[Exercise directions]:
Which lines of the entries hold the string "move"? Copy each one.

[Data records]:
##########
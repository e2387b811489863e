// SPDX-FileCopyrightText: 2026 Cadence Contributors
// SPDX-License-Identifier: MIT OR Apache-2.0

//! Column encoding helpers shared by the query modules.

use std::str::FromStr;

use chrono::{DateTime, SecondsFormat, Utc};
use rusqlite::types::Type;
use rusqlite::Row;

/// Encode a timestamp as fixed-width RFC 3339 so string order equals time order.
pub fn ts(at: &DateTime<Utc>) -> String {
    at.to_rfc3339_opts(SecondsFormat::Millis, true)
}

pub fn opt_ts(at: &Option<DateTime<Utc>>) -> Option<String> {
    at.as_ref().map(ts)
}

fn conversion_err(idx: usize, e: impl std::error::Error + Send + Sync + 'static) -> rusqlite::Error {
    rusqlite::Error::FromSqlConversionFailure(idx, Type::Text, Box::new(e))
}

pub fn get_ts(row: &Row<'_>, idx: usize) -> rusqlite::Result<DateTime<Utc>> {
    let raw: String = row.get(idx)?;
    DateTime::parse_from_rfc3339(&raw)
        .map(|dt| dt.with_timezone(&Utc))
        .map_err(|e| conversion_err(idx, e))
}

pub fn get_opt_ts(row: &Row<'_>, idx: usize) -> rusqlite::Result<Option<DateTime<Utc>>> {
    let raw: Option<String> = row.get(idx)?;
    raw.map(|raw| {
        DateTime::parse_from_rfc3339(&raw)
            .map(|dt| dt.with_timezone(&Utc))
            .map_err(|e| conversion_err(idx, e))
    })
    .transpose()
}

/// Decode a strum-backed enum stored as text.
pub fn get_enum<T>(row: &Row<'_>, idx: usize) -> rusqlite::Result<T>
where
    T: FromStr<Err = strum::ParseError>,
{
    let raw: String = row.get(idx)?;
    raw.parse().map_err(|e| conversion_err(idx, e))
}

pub fn get_opt_enum<T>(row: &Row<'_>, idx: usize) -> rusqlite::Result<Option<T>>
where
    T: FromStr<Err = strum::ParseError>,
{
    let raw: Option<String> = row.get(idx)?;
    raw.map(|raw| raw.parse().map_err(|e| conversion_err(idx, e)))
        .transpose()
}

pub fn get_json<T: serde::de::DeserializeOwned>(row: &Row<'_>, idx: usize) -> rusqlite::Result<T> {
    let raw: String = row.get(idx)?;
    serde_json::from_str(&raw).map_err(|e| conversion_err(idx, e))
}

pub fn to_json<T: serde::Serialize>(value: &T) -> rusqlite::Result<String> {
    serde_json::to_string(value).map_err(|e| rusqlite::Error::ToSqlConversionFailure(Box::new(e)))
}
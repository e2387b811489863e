// SPDX-FileCopyrightText: 2026 Cadence Contributors
// SPDX-License-Identifier: MIT OR Apache-2.0

//! Per-lead mutual exclusion.

use std::sync::Arc;

use cadence_core::LeadId;
use dashmap::DashMap;
use tokio::sync::{Mutex, OwnedMutexGuard};

/// One async mutex per lead, created on first use and dropped by
/// [`LeadLocks::prune`] once nobody holds or waits on it.
///
/// Not reentrant: a holder must not lock the same lead again.
#[derive(Default)]
pub(crate) struct LeadLocks {
    locks: DashMap<LeadId, Arc<Mutex<()>>>,
}

impl LeadLocks {
    pub(crate) async fn lock(&self, lead_id: &LeadId) -> OwnedMutexGuard<()> {
        let mutex = self.locks.entry(lead_id.clone()).or_default().clone();
        mutex.lock_owned().await
    }

    /// Drop mutexes that are neither held nor awaited. Returns how many
    /// remain.
    ///
    /// A caller clones the `Arc` under the map's shard lock before awaiting
    /// it, so a strong count of one means the map holds the only reference.
    pub(crate) fn prune(&self) -> usize {
        self.locks.retain(|_, mutex| Arc::strong_count(mutex) > 1);
        self.locks.len()
    }
}
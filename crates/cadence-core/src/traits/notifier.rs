// SPDX-FileCopyrightText: 2026 Cadence Contributors
// SPDX-License-Identifier: MIT OR Apache-2.0

//! Operator notification trait.

use crate::traits::adapter::PluginAdapter;
use crate::types::{NotificationKind, NotificationPriority};

/// Fire-and-forget notifications to the human operator.
///
/// Implementations must not block. Delivery failures are the notifier's
/// problem and never fail the calling operation.
pub trait Notifier: PluginAdapter {
    fn notify(
        &self,
        kind: NotificationKind,
        priority: NotificationPriority,
        payload: serde_json::Value,
    );
}
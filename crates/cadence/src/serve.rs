// SPDX-FileCopyrightText: 2026 Cadence Contributors
// SPDX-License-Identifier: MIT OR Apache-2.0

//! `cadence serve` command implementation.
//!
//! Wires the dry-run adapters into the orchestrator, seeds every lead
//! marked for nurturing, and runs until SIGINT/SIGTERM. Operator commands
//! are read from a line editor on stdin; Ctrl+C at the prompt also shuts
//! the engine down.

use std::path::Path;
use std::sync::Arc;

use cadence_config::model::CadenceConfig;
use cadence_core::{
    CadenceError, HealthStatus, LeadFilter, LeadId, LeadStore, OperatingMode, TaskId,
};
use cadence_orchestrator::shutdown::install_signal_handler;
use cadence_orchestrator::{event_channel, Collaborators, Orchestrator, OrchestratorEvent};
use clap::error::ErrorKind;
use clap::Parser;
use rustyline::error::ReadlineError;
use rustyline::DefaultEditor;
use tokio::sync::mpsc;
use tokio_util::sync::CancellationToken;
use tracing::{debug, error, info, warn};

use crate::adapters::{
    DryRunTransport, JsonLeadStore, KeywordSentiment, LogNotifier, TemplateGenerator,
};

/// Runs the `cadence serve` command.
pub async fn run_serve(config: CadenceConfig, leads_path: &Path) -> Result<(), CadenceError> {
    init_tracing(&config.agent.log_level);

    info!(
        agent_name = config.agent.name.as_str(),
        leads = %leads_path.display(),
        "starting cadence serve"
    );

    let leads: Arc<dyn LeadStore> = Arc::new(JsonLeadStore::open(leads_path).await?);
    let collaborators = Collaborators {
        leads: Arc::clone(&leads),
        generator: Arc::new(TemplateGenerator),
        transport: Arc::new(DryRunTransport),
        notifier: Arc::new(LogNotifier),
        sentiment: Arc::new(KeywordSentiment),
    };

    for health in collaborators.health_check().await {
        match &health.status {
            HealthStatus::Healthy => {
                debug!(adapter = health.name.as_str(), kind = %health.adapter_type, "adapter healthy");
            }
            HealthStatus::Degraded(reason) => {
                warn!(adapter = health.name.as_str(), reason = reason.as_str(), "adapter degraded");
            }
            HealthStatus::Unhealthy(reason) => {
                error!(adapter = health.name.as_str(), reason = reason.as_str(), "adapter unhealthy");
                return Err(CadenceError::Internal(format!(
                    "adapter {} is unhealthy: {reason}",
                    health.name
                )));
            }
        }
    }

    let store = cadence_storage::open_store(&config.storage).await?;
    info!(backend = ?config.storage.backend, "storage opened");

    let orchestrator = Orchestrator::new(&config, store, collaborators);
    let (tx, rx) = event_channel(&config.orchestrator);
    let cancel = install_signal_handler();

    // The loop must be draining the channel before seeding can fill it.
    let runner = {
        let orchestrator = orchestrator.clone();
        let cancel = cancel.clone();
        tokio::spawn(async move { orchestrator.run(rx, cancel).await })
    };

    let seeded = seed_nurturing(leads.as_ref(), &tx).await?;
    info!(leads = seeded, "nurturing leads queued");

    // The editor blocks on stdin, so it gets its own thread. It is left
    // running at exit; the process ending reclaims it.
    std::thread::Builder::new()
        .name("cadence-console".into())
        .spawn(move || read_operator_commands(tx, cancel))
        .map_err(|e| CadenceError::Internal(format!("failed to start operator console: {e}")))?;

    match runner.await {
        Ok(result) => result,
        Err(e) => Err(CadenceError::Internal(format!("orchestrator task panicked: {e}"))),
    }
}

/// Queue a `StartNurturing` event for every lead flagged for nurturing.
async fn seed_nurturing(
    leads: &dyn LeadStore,
    tx: &mpsc::Sender<OrchestratorEvent>,
) -> Result<usize, CadenceError> {
    let filter = LeadFilter {
        nurturing: Some(true),
        ..LeadFilter::default()
    };
    let active = leads.list(&filter).await?;
    let count = active.len();
    for lead in active {
        if tx.send(OrchestratorEvent::StartNurturing(lead.id)).await.is_err() {
            break;
        }
    }
    Ok(count)
}

fn read_operator_commands(tx: mpsc::Sender<OrchestratorEvent>, cancel: CancellationToken) {
    let mut rl = match DefaultEditor::new() {
        Ok(rl) => rl,
        Err(e) => {
            warn!(error = %e, "failed to initialize line editor, operator commands disabled");
            return;
        }
    };

    while !cancel.is_cancelled() {
        match rl.readline("cadence> ") {
            Ok(line) => {
                let trimmed = line.trim();
                if trimmed.is_empty() {
                    continue;
                }
                let _ = rl.add_history_entry(trimmed);

                match parse_command(trimmed) {
                    Ok(event) => {
                        if tx.blocking_send(event).is_err() {
                            break;
                        }
                    }
                    Err(e) if e.kind() == ErrorKind::DisplayHelp => println!("{e}"),
                    Err(e) => warn!(input = trimmed, error = %e.kind(), "invalid operator command"),
                }
            }
            Err(ReadlineError::Interrupted) => {
                info!("interrupted at the prompt, shutting down");
                cancel.cancel();
                break;
            }
            Err(ReadlineError::Eof) => {
                debug!("stdin closed, operator commands disabled");
                break;
            }
            Err(e) => {
                warn!(error = %e, "failed to read operator command");
                break;
            }
        }
    }
}

/// One operator command line.
#[derive(Debug, Parser)]
#[command(no_binary_name = true, disable_version_flag = true)]
enum OperatorCommand {
    /// Approve a task awaiting confirmation.
    Confirm { task_id: String },
    /// Reject a task that has not been sent.
    Skip {
        task_id: String,
        #[arg(trailing_var_arg = true, allow_hyphen_values = true)]
        reason: Vec<String>,
    },
    /// Record a reply from a lead.
    Inbound {
        lead_id: String,
        #[arg(required = true, trailing_var_arg = true, allow_hyphen_values = true)]
        message: Vec<String>,
    },
    /// Switch between auto and semi_auto.
    Mode { mode: OperatingMode },
    /// Start nurturing a lead.
    Start { lead_id: String },
    /// Stop nurturing a lead.
    Disable { lead_id: String },
    /// Resume a lead halted by a fatal send error.
    ClearHalt { lead_id: String },
}

impl From<OperatorCommand> for OrchestratorEvent {
    fn from(command: OperatorCommand) -> Self {
        match command {
            OperatorCommand::Confirm { task_id } => Self::Confirm(TaskId::from(task_id)),
            OperatorCommand::Skip { task_id, reason } => Self::SkipTask {
                task_id: TaskId::from(task_id),
                reason: if reason.is_empty() {
                    "operator".into()
                } else {
                    reason.join(" ")
                },
            },
            OperatorCommand::Inbound { lead_id, message } => Self::Inbound {
                lead_id: LeadId::from(lead_id),
                message: message.join(" "),
            },
            OperatorCommand::Mode { mode } => Self::SetMode(mode),
            OperatorCommand::Start { lead_id } => Self::StartNurturing(LeadId::from(lead_id)),
            OperatorCommand::Disable { lead_id } => Self::DisableNurturing(LeadId::from(lead_id)),
            OperatorCommand::ClearHalt { lead_id } => Self::ClearHalt(LeadId::from(lead_id)),
        }
    }
}

/// Parse one operator command line.
///
/// ```text
/// confirm <task-id>
/// skip <task-id> [reason...]
/// inbound <lead-id> <message...>
/// mode auto|semi_auto
/// start <lead-id>
/// disable <lead-id>
/// clear-halt <lead-id>
/// ```
fn parse_command(line: &str) -> Result<OrchestratorEvent, clap::Error> {
    OperatorCommand::try_parse_from(line.split_whitespace()).map(OrchestratorEvent::from)
}

/// Initialize the tracing subscriber with an env filter.
fn init_tracing(log_level: &str) {
    use tracing_subscriber::EnvFilter;

    let filter = EnvFilter::try_from_default_env()
        .unwrap_or_else(|_| EnvFilter::new(format!("cadence={log_level},warn")));

    let _ = tracing_subscriber::fmt()
        .with_env_filter(filter)
        .with_target(true)
        .with_thread_names(false)
        .try_init();
}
##########
[Solved exercise]:
        tokio::spawn(async move { orchestrator.run(rx, cancel).await })
        .spawn(move || read_operator_commands(tx, cancel))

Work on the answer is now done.